Un autre sujet est abordé avec la notion du bio et de culture raisonnée. La biovallée fait du bio car il y a une demande et que cela permet de faire une plus grande marge financière. Elle fait le minimum demandé pour avoir la certification. Il n’est nullement question de conviction. Impossible d’ailleurs de se passer de phytosanitaires. Nous n’irons là aussi pas plus loin. C’est l’occasion de passer au sujet des OGM et de leur polémique. Attention à ceux qui les attaquent car les lobbys, eux-encore, ont des moyens incommensurables. Un partisan du contre, professeur Geoffroy Serein, tente de rallier Florian à sa cause.
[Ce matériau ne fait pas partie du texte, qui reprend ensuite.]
//! Integration tests for dependency graph operations.
//!
//! Tests cycle rejection, rollback, idempotency and cascade removal.

mod common;

use common::TestEnv;
use taskdeps::{DependencyEngine, DependencyError, GraphStore, Store};

// =============================================================================
// Cycle Rejection
// =============================================================================

#[test]
fn test_three_task_cycle_rejected() {
    let mut env = TestEnv::new();

    let t1 = env.create_task("Task 1");
    let t2 = env.create_task("Task 2");
    let t3 = env.create_task("Task 3");

    env.depend(&t1, &t2);
    env.depend(&t2, &t3);

    let path = env.expect_cycle(&t3, &t1);
    assert_eq!(path, vec![t3.id, t1.id, t2.id, t3.id]);

    // Edge (3, 1) absent afterward
    assert!(!env.edges().contains(&(t3.id, t1.id)));
    assert_eq!(env.edges().len(), 2);
}

#[test]
fn test_witness_is_closed_loop_rotation() {
    let mut env = TestEnv::new();

    let t1 = env.create_task("Task 1");
    let t2 = env.create_task("Task 2");
    let t3 = env.create_task("Task 3");
    env.depend(&t1, &t2);
    env.depend(&t2, &t3);

    let path = env.expect_cycle(&t3, &t1);
    assert_eq!(path.first(), path.last());

    // Same members as [1, 2, 3, 1], in loop order
    let loop_body = &path[..path.len() - 1];
    let start = loop_body.iter().position(|&id| id == t1.id).unwrap();
    let mut rotated = loop_body[start..].to_vec();
    rotated.extend_from_slice(&loop_body[..start]);
    assert_eq!(rotated, vec![t1.id, t2.id, t3.id]);
}

#[test]
fn test_witness_is_deterministic() {
    let mut env = TestEnv::new();

    let a = env.create_task("A");
    let b = env.create_task("B");
    let c = env.create_task("C");
    let d = env.create_task("D");
    env.depend(&a, &b);
    env.depend(&a, &c);
    env.depend(&b, &d);
    env.depend(&c, &d);

    let first = env.expect_cycle(&d, &a);
    let second = env.expect_cycle(&d, &a);
    assert_eq!(first, second);
    // Lowest id explored first
    assert_eq!(first, vec![d.id, a.id, b.id, d.id]);
}

#[test]
fn test_two_task_cycle_rejected() {
    let mut env = TestEnv::new();

    let a = env.create_task("A");
    let b = env.create_task("B");
    env.depend(&a, &b);

    assert_eq!(env.expect_cycle(&b, &a), vec![b.id, a.id, b.id]);
    assert_eq!(env.edges(), vec![(a.id, b.id)]);
}

#[test]
fn test_long_chain_cycle_rejected() {
    let mut env = TestEnv::new();

    let tasks: Vec<_> = (0..50).map(|i| env.create_task(&format!("Task {}", i))).collect();
    for pair in tasks.windows(2) {
        env.depend(&pair[0], &pair[1]);
    }

    let path = env.expect_cycle(&tasks[49], &tasks[0]);
    assert_eq!(path.len(), 51);
    assert_eq!(env.edges().len(), 49);
}

#[test]
fn test_diamond_is_not_a_cycle() {
    let mut env = TestEnv::new();

    let top = env.create_task("Top");
    let left = env.create_task("Left");
    let right = env.create_task("Right");
    let bottom = env.create_task("Bottom");

    env.depend(&top, &left);
    env.depend(&top, &right);
    env.depend(&left, &bottom);
    env.depend(&right, &bottom);

    assert_eq!(env.edges().len(), 4);
}

// =============================================================================
// Idempotency and Removal
// =============================================================================

#[test]
fn test_add_dependency_twice_is_noop() {
    let mut env = TestEnv::new();

    let a = env.create_task("A");
    let b = env.create_task("B");

    env.depend(&a, &b);
    env.depend(&a, &b);

    assert_eq!(env.edges(), vec![(a.id, b.id)]);
}

#[test]
fn test_removed_edge_allows_reverse() {
    let mut env = TestEnv::new();

    let a = env.create_task("A");
    let b = env.create_task("B");
    env.depend(&a, &b);

    env.store.remove_dependency(a.id, b.id).unwrap();
    env.depend(&b, &a);

    assert_eq!(env.edges(), vec![(b.id, a.id)]);
}

#[test]
fn test_delete_task_removes_edges_both_ways() {
    let mut env = TestEnv::new();

    let a = env.create_task("A");
    let b = env.create_task("B");
    let c = env.create_task("C");
    env.depend(&a, &b);
    env.depend(&b, &c);

    env.store.delete(b.id).unwrap();

    assert!(env.edges().is_empty());
    let view = env.store.view(a.id).unwrap();
    assert!(view.depends_on.is_empty());
    let view = env.store.view(c.id).unwrap();
    assert!(view.dependents.is_empty());

    // Without b in the way, c -> a is allowed
    env.depend(&c, &a);
}

#[test]
fn test_view_lists_both_directions() {
    let mut env = TestEnv::new();

    let a = env.create_task("A");
    let b = env.create_task("B");
    let c = env.create_task("C");
    env.depend(&b, &a);
    env.depend(&c, &a);
    let d = env.create_task("D");
    env.depend(&a, &d);

    let view = env.store.view(a.id).unwrap();
    assert_eq!(view.dependents, vec![b.id, c.id]);
    assert_eq!(view.depends_on, vec![d.id]);
}

// =============================================================================
// Persistence
// =============================================================================

#[test]
fn test_graph_survives_reopen() {
    let mut env = TestEnv::new();

    let a = env.create_task("A");
    let b = env.create_task("B");
    env.depend(&a, &b);

    let mut reopened = Store::open(env.temp_dir.path()).unwrap();
    assert_eq!(reopened.direct_dependencies(a.id).into_iter().collect::<Vec<_>>(), vec![b.id]);
    assert_eq!(reopened.dependents(b.id).into_iter().collect::<Vec<_>>(), vec![a.id]);
    assert!(reopened.add_dependency(b.id, a.id).is_err());
}

#[test]
fn test_rejected_edge_not_persisted() {
    let mut env = TestEnv::new();

    let a = env.create_task("A");
    let b = env.create_task("B");
    env.depend(&a, &b);
    env.expect_cycle(&b, &a);

    let reopened = Store::open(env.temp_dir.path()).unwrap();
    assert_eq!(reopened.dependencies().unwrap().len(), 1);
}

// =============================================================================
// Engine used directly
// =============================================================================

#[test]
fn test_engine_without_store() {
    let engine = DependencyEngine::new(GraphStore::new().into_shared());

    assert_eq!(engine.propose_edge(1, 2), Ok(true));
    assert_eq!(engine.propose_edge(2, 3), Ok(true));
    assert_eq!(
        engine.propose_edge(3, 1),
        Err(DependencyError::Cycle { path: vec![3, 1, 2, 3] })
    );
    assert_eq!(engine.propose_edge(1, 1), Err(DependencyError::SelfDependency(1)));

    let graph = engine.graph().read().unwrap();
    assert_eq!(graph.edges(), vec![(1, 2), (2, 3)]);
}
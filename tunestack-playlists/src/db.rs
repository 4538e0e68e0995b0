/// Database bootstrap for the Playlist Service

use sqlx::{migrate::Migrator, SqlitePool};
use tunestack_shared::{
    config::ServiceConfig,
    db::{migrations, pool},
};

/// Embedded playlist migrations
pub static MIGRATOR: Migrator = sqlx::migrate!("./migrations");

/// Opens the playlists database and brings its schema up to date
pub async fn connect(config: &ServiceConfig) -> anyhow::Result<SqlitePool> {
    migrations::ensure_database_exists(&config.database.url).await?;
    let db = pool::create_pool(config.pool_config()).await?;
    migrations::run_migrations(&db, &MIGRATOR).await?;
    Ok(db)
}
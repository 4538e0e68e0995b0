//! # TuneStack User Service
//!
//! ```bash
//! cargo run -p tunestack-users
//! ```

use tunestack_shared::{db::pool::close_pool, http::server::serve, telemetry::init_tracing};
use tunestack_users::{
    app::{build_router, AppState},
    config, db,
};

#[tokio::main]
async fn main() -> anyhow::Result<()> {
    init_tracing("tunestack_users=debug,tunestack_shared=debug,tower_http=debug");

    tracing::info!(
        "TuneStack User Service v{} starting...",
        env!("CARGO_PKG_VERSION")
    );

    let config = config::from_env()?;
    let address = config.bind_address();

    let pool = db::connect(&config).await?;
    let app = build_router(AppState::new(pool.clone(), config));

    serve(app, &address).await?;

    close_pool(pool).await;
    tracing::info!("User Service stopped");

    Ok(())
}
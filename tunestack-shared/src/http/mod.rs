/// HTTP plumbing shared by every service
///
/// - `extract`: `Json`/`Path`/`Query` extractors with JSON rejections
/// - `health`: `GET /` banner and `GET /health` database probe
/// - `security`: Security headers middleware
/// - `server`: Middleware stack and graceful server loop

pub mod extract;
pub mod health;
pub mod security;
pub mod server;

use serde::{Deserialize, Serialize};
use utoipa::ToSchema;

/// Plain confirmation body, e.g. `{ "message": "Song 3 deleted successfully" }`
#[derive(Debug, Clone, Serialize, Deserialize, ToSchema)]
pub struct MessageResponse {
    /// Human-readable confirmation
    pub message: String,
}

impl MessageResponse {
    pub fn new(message: impl Into<String>) -> Self {
        Self {
            message: message.into(),
        }
    }
}
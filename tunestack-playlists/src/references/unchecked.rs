/// Reference checker that trusts every identifier
///
/// Used when `VERIFY_REFERENCES=false`, e.g. to run the Playlist Service
/// without the other two.

use super::{ReferenceResult, SongCatalog, UserDirectory};
use async_trait::async_trait;

#[derive(Debug, Clone, Copy, Default)]
pub struct UncheckedReferences;

#[async_trait]
impl UserDirectory for UncheckedReferences {
    async fn user_exists(&self, _id: i64) -> ReferenceResult<bool> {
        Ok(true)
    }
}

#[async_trait]
impl SongCatalog for UncheckedReferences {
    async fn song_exists(&self, _id: i64) -> ReferenceResult<bool> {
        Ok(true)
    }
}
Il lui montre son étude et les résultats sont effrayants. Les OGM ont un impact sur les humains. En France, ils sont interdits à la consommation pour les humains mais autorisés pour les animaux. Pour faire passer le message autrement, avec les émotions il organise des ateliers de dégustations de pesticides. « Je me demande souvent pourquoi nous acceptons d’ingérer autant de poisons. Et si c’était parce que nous n’en connaissons pas le goût? D’où l’idée de ces ateliers pour éduquer les palais.. CE soir, vous aurez la chance de déguster du soufre puis du glyphosate, dans de l’eau et dans du vin. » (p. 30). L’idée semble très originale. Un participant dénonce l’usage du cuivre dans le bio. Donc petit aparté sur son usage. Nous n’irons pas plus loin. Est-ce que l’expérience amène à des changements de penser? Aucune idée. C’est juste le prétexte à introduire un nouveau rebondissement. N’oublions pas que nous sommes limités à 48 pages donc il faut tout le temps condensé quitte à juste abordé légèrement des thèmes importants.

Pour l’ultime bond scénaristique, on retrouve le professeur avec Florian rencontrant des politiques et la population en Angleterre pour tirer le signal d’alarme sur les OGM. Critiquer un gros groupe comme Misaint est très dangereux. L’homme en paiera le prix fort. Une fin des plus percutante. Là encore, le scénariste montre qu’il est difficile d’espérer pour demain car on ne peut gagner contre le pouvoir de l’argent. Peut-être que l’ultime tome apporte un peu d’optimisme. En tout cas, manger mieux pour respecter la terre, les humains et les agriculteurs n’est pas pour demain.

Un tome qui semble plus déconstruit par rapport aux précédents, toutefois il porte toujours un message fort. Se battre pour des convictions contre les lobbys industriels est un combat qui peut être fatal.